Wednesday, August 31, 2005

I HATE MY JOB

my brother is in town, and messing up my apartment... he is a slob... to the max!!!!

Um, no other news of note.... except for the constant ish at the j-o-b! the chink went to China, her mother is sick. She'll be gone for two weeks. I question that, how do you know how long someone will be sick in order to care for them and leave?

The adult's that I work with, the managment team, argued amonst themselves again as to who was going to tell me she'll be out for two weeks. The good manager told me two days ago and the other two just said things in passing like "oh she'll be out tomorrow".... am i disgusted---HELL YEAH I AM!!!! I cant take being here anymore. I've been interviewing and such, but nothing of importance has panned out. Like I've said before I'm just surviving here, I need to be able to live and enjoy life a lil more with a new job and more money.
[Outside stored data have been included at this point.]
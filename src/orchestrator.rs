//! # Classification Orchestrator
//! Drives a [`SegmentClassifier`] over an article's segments.
//!
//! - Segments are sent in batches of `batch_size`, at most `max_concurrent_batches`
//!   in flight; results are reassembled by input position, never arrival order.
//! - Every call runs under `call_timeout_ms`; a timeout counts as a transient failure.
//! - Transient failures are retried with backoff (see [`crate::retry`]).
//! - A batch rejected permanently is retried segment by segment, so one bad segment
//!   cannot drag its neighbours down. A batch that runs out of transient retries
//!   is degraded as a whole; the backend is down and more calls only add latency.
//!   A degraded segment never aborts the article.
//!
//! Output always has exactly one [`SegmentScore`] per input [`Segment`], in input order.

use std::time::Instant;

use futures::future::BoxFuture;
use futures::stream::{self, StreamExt};
use metrics::{counter, histogram};
use tokio_util::sync::CancellationToken;

use crate::classifier::DynClassifier;
use crate::config::OrchestratorConfig;
use crate::error::{ClassifierError, PipelineError, Result};
use crate::retry::{with_retry, RetryPolicy};
use crate::types::{LabelDistribution, Segment, SegmentScore};

pub struct Orchestrator {
    classifier: DynClassifier,
    cfg: OrchestratorConfig,
    retry: RetryPolicy,
}

impl Orchestrator {
    pub fn new(classifier: DynClassifier, cfg: OrchestratorConfig) -> Result<Self> {
        cfg.validate()?;
        Ok(Self {
            classifier,
            retry: cfg.retry_policy(),
            cfg,
        })
    }

    pub fn classifier(&self) -> &DynClassifier {
        &self.classifier
    }

    /// Deadline applied to every classifier call, probes included.
    pub fn call_timeout(&self) -> std::time::Duration {
        self.cfg.call_timeout()
    }

    /// Classify all segments; never fails, failures surface as degraded scores.
    pub async fn classify(&self, segments: &[Segment]) -> Vec<SegmentScore> {
        if segments.is_empty() {
            return Vec::new();
        }
        let batch_size = self.cfg.batch_size;

        let batches: Vec<BoxFuture<'_, (usize, Vec<SegmentScore>)>> = segments
            .chunks(batch_size)
            .enumerate()
            .map(|(i, batch)| -> BoxFuture<'_, (usize, Vec<SegmentScore>)> {
                Box::pin(async move { (i * batch_size, self.run_batch(batch).await) })
            })
            .collect();

        let mut done: Vec<(usize, Vec<SegmentScore>)> = stream::iter(batches)
            .buffer_unordered(self.cfg.max_concurrent_batches)
            .collect()
            .await;

        done.sort_by_key(|(offset, _)| *offset);
        done.into_iter().flat_map(|(_, scores)| scores).collect()
    }

    /// Like [`classify`](Self::classify), but gives up as soon as `cancel` fires.
    /// In-flight classifier calls for this request are dropped; nothing else is touched.
    pub async fn classify_with_cancel(
        &self,
        segments: &[Segment],
        cancel: &CancellationToken,
    ) -> Result<Vec<SegmentScore>> {
        tokio::select! {
            biased;
            _ = cancel.cancelled() => Err(PipelineError::Cancelled),
            scores = self.classify(segments) => Ok(scores),
        }
    }

    async fn run_batch(&self, batch: &[Segment]) -> Vec<SegmentScore> {
        let texts: Vec<String> = batch.iter().map(|s| s.text.clone()).collect();
        match with_retry(&self.retry, || self.call(&texts)).await {
            Ok(dists) => batch
                .iter()
                .zip(dists)
                .map(|(seg, d)| SegmentScore::classified(seg.index, d))
                .collect(),
            Err(e @ ClassifierError::Permanent(_)) if batch.len() > 1 => {
                tracing::debug!(
                    error = %e,
                    first_index = batch[0].index,
                    size = batch.len(),
                    "batch failed, isolating segments"
                );
                let mut out = Vec::with_capacity(batch.len());
                for seg in batch {
                    out.push(self.run_single(seg).await);
                }
                out
            }
            Err(e) => batch.iter().map(|seg| self.degrade(seg, &e)).collect(),
        }
    }

    async fn run_single(&self, seg: &Segment) -> SegmentScore {
        let texts = std::slice::from_ref(&seg.text);
        match with_retry(&self.retry, || self.call(texts)).await {
            Ok(mut d) => match d.pop() {
                Some(dist) => SegmentScore::classified(seg.index, dist),
                None => self.degrade(seg, &ClassifierError::Permanent("no prediction".into())),
            },
            Err(e) => self.degrade(seg, &e),
        }
    }

    /// One timed classifier call with output validation.
    async fn call(&self, texts: &[String]) -> std::result::Result<Vec<LabelDistribution>, ClassifierError> {
        counter!("classifier_calls_total").increment(1);
        let started = Instant::now();
        let timeout = self.cfg.call_timeout();
        let res = match tokio::time::timeout(timeout, self.classifier.classify_batch(texts)).await {
            Ok(r) => r,
            Err(_) => Err(ClassifierError::Transient(format!(
                "classifier call timed out after {}ms",
                timeout.as_millis()
            ))),
        };
        histogram!("classify_batch_ms").record(started.elapsed().as_secs_f64() * 1000.0);

        let dists = res?;
        if dists.len() != texts.len() {
            return Err(ClassifierError::Permanent(format!(
                "expected {} distributions, got {}",
                texts.len(),
                dists.len()
            )));
        }
        dists
            .into_iter()
            .map(|d| d.normalized().map_err(ClassifierError::Permanent))
            .collect()
    }

    fn degrade(&self, seg: &Segment, err: &ClassifierError) -> SegmentScore {
        counter!("segments_degraded_total").increment(1);
        tracing::warn!(
            article_id = %seg.article_id,
            segment_index = seg.index,
            kind = err.kind(),
            error = %err,
            "segment degraded"
        );
        SegmentScore::degraded(seg.index)
    }
}

#[cfg(test)]
mod tests {
    use super::*;
    use crate::classifier::{Script, ScriptedClassifier};
    use crate::types::{Label, SegmentLabel};
    use std::sync::Arc;
    use std::time::Duration;

    fn segs(texts: &[&str]) -> Vec<Segment> {
        texts
            .iter()
            .enumerate()
            .map(|(i, t)| Segment {
                article_id: "a".into(),
                index: i,
                text: t.to_string(),
                start_offset: 0,
                end_offset: t.len(),
            })
            .collect()
    }

    fn cfg(batch_size: usize) -> OrchestratorConfig {
        OrchestratorConfig {
            batch_size,
            max_retries: 2,
            initial_backoff_ms: 1,
            max_backoff_ms: 5,
            jitter: false,
            call_timeout_ms: 200,
            max_concurrent_batches: 3,
            ..OrchestratorConfig::default()
        }
    }

    #[tokio::test]
    async fn preserves_order_across_concurrent_batches() {
        let slow = LabelDistribution::new(0.1, 0.1, 0.8);
        let mock = ScriptedClassifier::neutral()
            .on("slow", Script::Delay(Duration::from_millis(40), slow));
        let orch = Orchestrator::new(Arc::new(mock), cfg(1)).unwrap();
        let input = segs(&["slow one", "fast", "fast too", "slow two"]);
        let out = orch.classify(&input).await;
        let idx: Vec<usize> = out.iter().map(|s| s.segment_index).collect();
        assert_eq!(idx, vec![0, 1, 2, 3]);
        assert_eq!(out[0].dominant_label, SegmentLabel::VeryToxic);
        assert_eq!(out[1].dominant_label, SegmentLabel::NonToxic);
    }

    #[tokio::test]
    async fn permanent_failure_degrades_only_that_segment() {
        let mock = Arc::new(ScriptedClassifier::neutral().on("BAD", Script::FailPermanent));
        let orch = Orchestrator::new(mock.clone(), cfg(3)).unwrap();
        let out = orch.classify(&segs(&["ok", "BAD", "ok again"])).await;
        assert_eq!(out.len(), 3);
        assert!(!out[0].degraded);
        assert!(out[1].degraded);
        assert_eq!(out[1].dominant_label, SegmentLabel::Unknown);
        assert!(!out[2].degraded);
        assert_eq!(out[2].label_distribution.dominant(), Label::NonToxic);
    }

    #[tokio::test]
    async fn transient_failure_is_retried_then_recovers() {
        let toxic = LabelDistribution::new(0.05, 0.15, 0.8);
        let mock = Arc::new(
            ScriptedClassifier::neutral().on("flaky", Script::FailTransient { times: 2, then: toxic }),
        );
        let orch = Orchestrator::new(mock.clone(), cfg(1)).unwrap();
        let out = orch.classify(&segs(&["flaky text"])).await;
        assert!(!out[0].degraded);
        assert_eq!(out[0].dominant_label, SegmentLabel::VeryToxic);
        assert_eq!(mock.calls(), 3);
    }

    #[tokio::test]
    async fn exhausted_retries_degrade() {
        let mock = Arc::new(ScriptedClassifier::neutral().on("down", Script::AlwaysTransient));
        let orch = Orchestrator::new(mock.clone(), cfg(1)).unwrap();
        let out = orch.classify(&segs(&["down"])).await;
        assert!(out[0].degraded);
        assert_eq!(mock.calls(), 3, "initial attempt plus max_retries");
    }

    #[tokio::test]
    async fn outage_degrades_whole_batch_without_per_segment_retries() {
        let mock = Arc::new(ScriptedClassifier::neutral().on("down", Script::AlwaysTransient));
        let mut c = cfg(8);
        c.max_concurrent_batches = 1;
        let orch = Orchestrator::new(mock.clone(), c).unwrap();
        let input: Vec<Segment> = segs(&["down"; 8]);
        let out = orch.classify(&input).await;
        assert_eq!(out.len(), 8);
        assert!(out.iter().all(|s| s.degraded));
        // Three batch attempts; the default batch call stops at the first failure.
        assert_eq!(mock.calls(), 3);
    }

    #[tokio::test]
    async fn classify_future_can_be_spawned() {
        let orch = Arc::new(Orchestrator::new(Arc::new(ScriptedClassifier::neutral()), cfg(2)).unwrap());
        let input = segs(&["un", "deux", "trois"]);
        let out = tokio::spawn(async move { orch.classify(&input).await })
            .await
            .unwrap();
        assert_eq!(out.len(), 3);
    }

    #[tokio::test]
    async fn slow_call_times_out_and_degrades() {
        let mock = ScriptedClassifier::neutral().on(
            "stuck",
            Script::Delay(Duration::from_secs(5), LabelDistribution::uniform()),
        );
        let mut c = cfg(1);
        c.call_timeout_ms = 20;
        c.max_retries = 0;
        let orch = Orchestrator::new(Arc::new(mock), c).unwrap();
        let out = orch.classify(&segs(&["stuck"])).await;
        assert!(out[0].degraded);
    }

    #[tokio::test]
    async fn cancellation_stops_the_request() {
        let mock = ScriptedClassifier::neutral().on(
            "stuck",
            Script::Delay(Duration::from_secs(5), LabelDistribution::uniform()),
        );
        let mut c = cfg(1);
        c.call_timeout_ms = 10_000;
        let orch = Orchestrator::new(Arc::new(mock), c).unwrap();
        let token = CancellationToken::new();
        let child = token.clone();
        tokio::spawn(async move {
            tokio::time::sleep(Duration::from_millis(20)).await;
            child.cancel();
        });
        let err = orch
            .classify_with_cancel(&segs(&["stuck"]), &token)
            .await
            .unwrap_err();
        assert!(matches!(err, PipelineError::Cancelled));
    }

    #[tokio::test]
    async fn empty_input_makes_no_calls() {
        let mock = Arc::new(ScriptedClassifier::neutral());
        let orch = Orchestrator::new(mock.clone(), cfg(4)).unwrap();
        assert!(orch.classify(&[]).await.is_empty());
        assert_eq!(mock.calls(), 0);
    }
}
I finally said out loud that I hate my job, been playing save face and such when talking about it. And as soon as I said it I started having panic/anxiety attacks when ever I thought about work, got up to go to work, had work to do aat home from work, I couldnt sleep or eat or anything. I was crazy!

I joined a gym, NYSC. I was a mamber at the Y but there were too many people who enjoyed the cheap facility and membership fees. I shouldnt have to wait 30 min to get on one of the three treadmills. So I switched over. It's more money but I can go to any of their facilities in the US and I have peace of mind knowing I can get a quality workout when ever I want. Yeah... Get Buff!!!!